In Conversation with The Shoe Surgeon
Dominic Ciambrone, known as “The Shoe Surgeon” on Instagram, held a three-day program from his popular Shoe Surgeon Shoe School at 10 Corso Como New York last weekend. For those not familiar with Ciambrone, he’s developed quite a following for his customized designs–Justin Bieber was both an early supporter and customer. Ciambrone fully takes apart and rebuilds sneakers (only using the sneakers original soles) to create exclusive series and one-of-a-kind designs. After designing for seventeen years, Ciambrone reached such a degree of notoriety and demand that he is now offering his expertise to students in the form of short-term workshops. These sessions, with a thirty-person maximum, are highly in-demand, often with long waiting lists.
The most recent workshop customizing (deconstructing and then re-constructing) Mars Yard Air Jordans held in 10 Corso Como’s gallery space, coincided with the drop of the Mars Yard Air Jordan 1 sneaker, an exclusive collaboration between The Shoe Surgeon and REIGN. The classic silhouette has been re-interpreted by Ciambrone using the finest materials including black leather and nubuck imported from London, with red and white Italian suede accents imported from Italy, topping it off with black Japanese leather, which was all handcrafted in downtown Los Angeles. The three-day event also included a dinner at 10 Corso Como’s restaurant and a panel discussion headed by Ciambrone. The Mars Yard Air Jordan 1 is available only at 10 Corso Como New York in limited quantities.
I heard that your interest in sneakers first peaked when you were in high school. Tell us more about this.
When I was 15 or 16 years old, I was always very shy and quiet and my cousin let me wear her original 1985 Jordans. I wore them to school and everyone flipped, which made me feel good, and I didn’t have to say anything. All of my friends started getting the same shoes so it wasn’t special anymore. I was so searching to be different than everyone else, to have my own thing. That’s when I picked up an airbrush. I was 16 years old in high school and airbrushed a pair of shoes. I went to school and it was the same thing. From there it was, I need to figure out how to make better paint and progress to what I do today.
It’s impressive that it clicked for you at such a young age. How did you work on quality?
I became obsessed with it and infatuated with trying to figure out how to make a shoe because that didn’t exist. It wasn’t like I could go somewhere and learn this. I could of went to a design school, but they don’t teach you how to make shoes.

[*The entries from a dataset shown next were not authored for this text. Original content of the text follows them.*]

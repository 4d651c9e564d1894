use crate::domain::briefing::Headlines;
use crate::domain::quote::{Indicator, Quote};
use crate::llm::LlmClient;
use std::collections::BTreeMap;

pub const GREETING: &str = "안녕하세요! 여러분의 경제 비서 이브입니다.";

/// Characters the narrative must not contain; emphasis goes through HTML tags instead.
pub const FORBIDDEN_MARKDOWN: [char; 2] = ['*', '#'];

const PERSONA: &str = "너는 사용자의 스마트한 경제 비서이자 전속 아나운서인 '이브(Eve)'야.";

fn formatting_rules() -> String {
    [
        format!("1. 시작할 때 반드시 \"{GREETING}\" 라고 다정하게 인사할 것."),
        "2. 절대로 마크다운 기호(*, #, -, ` 등)를 사용하지 말 것.".to_string(),
        "3. 강조는 반드시 HTML <b> 태그로, 줄바꿈은 <br> 태그만 사용할 것.".to_string(),
        "4. 어려운 용어는 반드시 <abbr title='뜻'>용어</abbr> 태그를 사용할 것.".to_string(),
        "5. 특정 종목의 매수/매도를 권유하지 말고, 중립적이고 객관적인 표현만 사용할 것.".to_string(),
    ]
    .join("\n")
}

/// `label:value(percent%)` for every indicator present, in indicator order.
pub fn data_line(quotes: &BTreeMap<Indicator, Quote>) -> String {
    quotes
        .iter()
        .map(|(indicator, q)| {
            format!("{}:{:.2}({:.2}%)", indicator.label(), q.current, q.percent_change)
        })
        .collect::<Vec<_>>()
        .join(", ")
}

/// Deterministic prompt. With `issue` set, the breaking-news template is used and the issue
/// text is embedded verbatim.
pub fn build_prompt(
    quotes: &BTreeMap<Indicator, Quote>,
    headlines: &Headlines,
    issue: Option<&str>,
) -> String {
    let task = match issue {
        None => [
            "위 데이터를 바탕으로 아래 세 가지 항목을 포함한 모닝 브리핑을 작성해.",
            "- [시장의 날씨와 변화량]: 날씨 이모티콘으로 분위기를 표현하고 수치 변화를 설명.",
            "- [오늘의 KOSPI 타격 예상]: 미국 증시 결과가 한국 증시에 미칠 영향.",
            "- [국내 부동산/대출 금리 영향]: 미 국채 금리와 환율이 한국 시장 금리에 미칠 영향.",
        ]
        .join("\n"),
        Some(issue) => format!(
            "지금 시장에 긴급 이슈가 발생했어. 관리자가 전달한 이슈 내용은 다음과 같아.\n\
             [긴급 이슈] {issue}\n\
             위 이슈가 시장 데이터와 한국 경제에 미칠 영향을 속보 형식으로 짧고 명확하게 분석해."
        ),
    };

    format!(
        "{PERSONA}\n\n\
         [데이터] {}\n\
         [뉴스]\n{}\n\n\
         {task}\n\n\
         [매우 중요 규칙]\n{}\n",
        data_line(quotes),
        headlines.numbered(),
        formatting_rules(),
    )
}

/// One model call; the response text is returned unmodified and any failure propagates.
pub async fn generate_narrative(
    llm: &dyn LlmClient,
    quotes: &BTreeMap<Indicator, Quote>,
    headlines: &Headlines,
    issue: Option<&str>,
) -> anyhow::Result<String> {
    let prompt = build_prompt(quotes, headlines, issue);
    let narrative = llm.generate_text(&prompt).await?;

    if !follows_format(&narrative) {
        tracing::warn!(
            provider = ?llm.provider(),
            "narrative does not start with the greeting or contains markdown characters"
        );
    }
    Ok(narrative)
}

/// Greeting first, no markdown emphasis characters.
pub fn follows_format(narrative: &str) -> bool {
    narrative.trim_start().starts_with(GREETING) && !narrative.contains(FORBIDDEN_MARKDOWN)
}

#[cfg(test)]
pub(crate) mod tests {
    use super::*;
    use crate::llm::fakes::FakeLlm;

    pub(crate) fn scenario_quotes() -> BTreeMap<Indicator, Quote> {
        let q = |symbol: &str, current, change, percent_change| Quote {
            symbol: symbol.to_string(),
            current,
            change,
            percent_change,
        };
        BTreeMap::from([
            (Indicator::Nasdaq, q("^IXIC", 18000.0, 50.0, 0.28)),
            (Indicator::Treasury10y, q("^TNX", 4.2, -0.05, -1.18)),
            (Indicator::Vix, q("^VIX", 14.0, -1.0, -6.67)),
            (Indicator::UsdKrw, q("KRW=X", 1320.0, 5.0, 0.38)),
        ])
    }

    pub(crate) fn scenario_headlines() -> Headlines {
        Headlines::Titles(vec!["Fed holds rates".into(), "Tech rally continues".into()])
    }

    #[test]
    fn data_line_formats_label_value_percent() {
        assert_eq!(
            data_line(&scenario_quotes()),
            "나스닥:18000.00(0.28%), 미 10년물 금리:4.20(-1.18%), VIX:14.00(-6.67%), 환율:1320.00(0.38%)"
        );
    }

    #[test]
    fn prompt_embeds_data_headlines_and_rules() {
        let prompt = build_prompt(&scenario_quotes(), &scenario_headlines(), None);
        assert!(prompt.starts_with(PERSONA));
        assert!(prompt.contains("1. Fed holds rates\n2. Tech rally continues"));
        assert!(prompt.contains(GREETING));
        assert!(prompt.contains("<abbr title='뜻'>용어</abbr>"));
        assert!(prompt.contains("<br>"));
        assert!(prompt.contains("중립적"));
        assert!(!prompt.contains("[긴급 이슈]"));
    }

    #[test]
    fn breaking_variant_echoes_issue_verbatim() {
        let issue = "FOMC 깜짝 0.5%p 인하 <발표>";
        let prompt = build_prompt(&scenario_quotes(), &Headlines::NoNews, Some(issue));
        assert!(prompt.contains(&format!("[긴급 이슈] {issue}")));
        assert!(prompt.contains(crate::domain::briefing::NO_NOTABLE_NEWS));
    }

    #[tokio::test]
    async fn scenario_narrative_starts_with_greeting_and_has_no_markdown() {
        let reply = format!("{GREETING}<br>오늘 시장은 <b>맑음</b>입니다.");
        let llm = FakeLlm::replying(&reply);

        let narrative = generate_narrative(&llm, &scenario_quotes(), &scenario_headlines(), None)
            .await
            .unwrap();

        assert_eq!(narrative, reply);
        assert!(narrative.starts_with(GREETING));
        assert!(!narrative.contains('*') && !narrative.contains('#'));
        assert!(llm.last_prompt().contains("나스닥:18000.00(0.28%)"));
    }

    #[tokio::test]
    async fn model_failure_propagates() {
        let llm = FakeLlm::default();
        let res = generate_narrative(&llm, &scenario_quotes(), &Headlines::Unavailable, None).await;
        assert!(res.is_err());
    }

    #[test]
    fn format_check() {
        assert!(follows_format(&format!("  {GREETING} 오늘은")));
        assert!(!follows_format("**안녕하세요**"));
        assert!(!follows_format(&format!("{GREETING} # 제목")));
    }
}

How did you learn these skills?
Reverse engineering. Taking things apart and putting them back together. I learned shoe repair. I took a trade shoe making class, where you make boots. It’s the basics, but still different from sneakers. It’s mashing all these things up that I’ve learned to create what I teach.
Your workshops teach people the skills they need to go back home and make a career out of what they’ve learned. How would you explain the workshop’s essence?
I’m giving so much energy and time. We are creating a community. It’s a family environment. The best part about the class for me is that people travel from all over the world, similar passions, different backgrounds, but there is no ego. They just want to create.
Are you working on any sustainability initiatives? I know that you only use the soles of the shoes.
I’m innovating by finding recyclable materials, finding vegan materials, finding the next thing that will help with sustainability. When we remake a shoe, we take off the upper and I put soles on it and give it to the homeless. There are companies that are weaving plastic into yarn. It’s a huge part of me, even though you might not see that from my Instagram.
You’ve been designing sneakers for seventeen years. When did you start teaching the workshops?
The school I started a little over 3 years ago. The goal is the get it to once a month because there is such a huge demand for it. There are thirty spots and they sell out really quickly.
Who takes the class?
People come from all over the world and different types of people take the class. There’s a 16 year old kid who sold his collection of shoes to do it. There are people that have sold their cars to do it, or people who have quit their jobs to take the class and make it a business. Then there’s also the people who work for Nike or other big brands that want to have another creative outlet.
Community seems to be an important part of The Shoe School. Are there any alumni-like events?
That’s the goal for this, too. We want to continue to get people together. We have five people taking this class that are from the last class. The interns and teachers are past students. The schools are building themselves.
What are your goals for the future?
To take schools to next level. To not have to charge, and also bring it to the kids who don’t have anything. When I was growing up in school, I didn’t like school. I was a creative that just wanted to create. I couldn’t sit still and focus, I needed to make things, and I want to offer kids an alternative. I want to be able to connect and let them understand that there are alternative ways to make a business, to find their passion whatever it is.
Last words? What’s next?
The Mars Yard Air Jordan 1 sneaker is releasing at 10 Corso Como. At the end of each class we put the students’ designs online and have the audience live vote. We produce the winning shoe and they get a percentage. It kickstarts their career.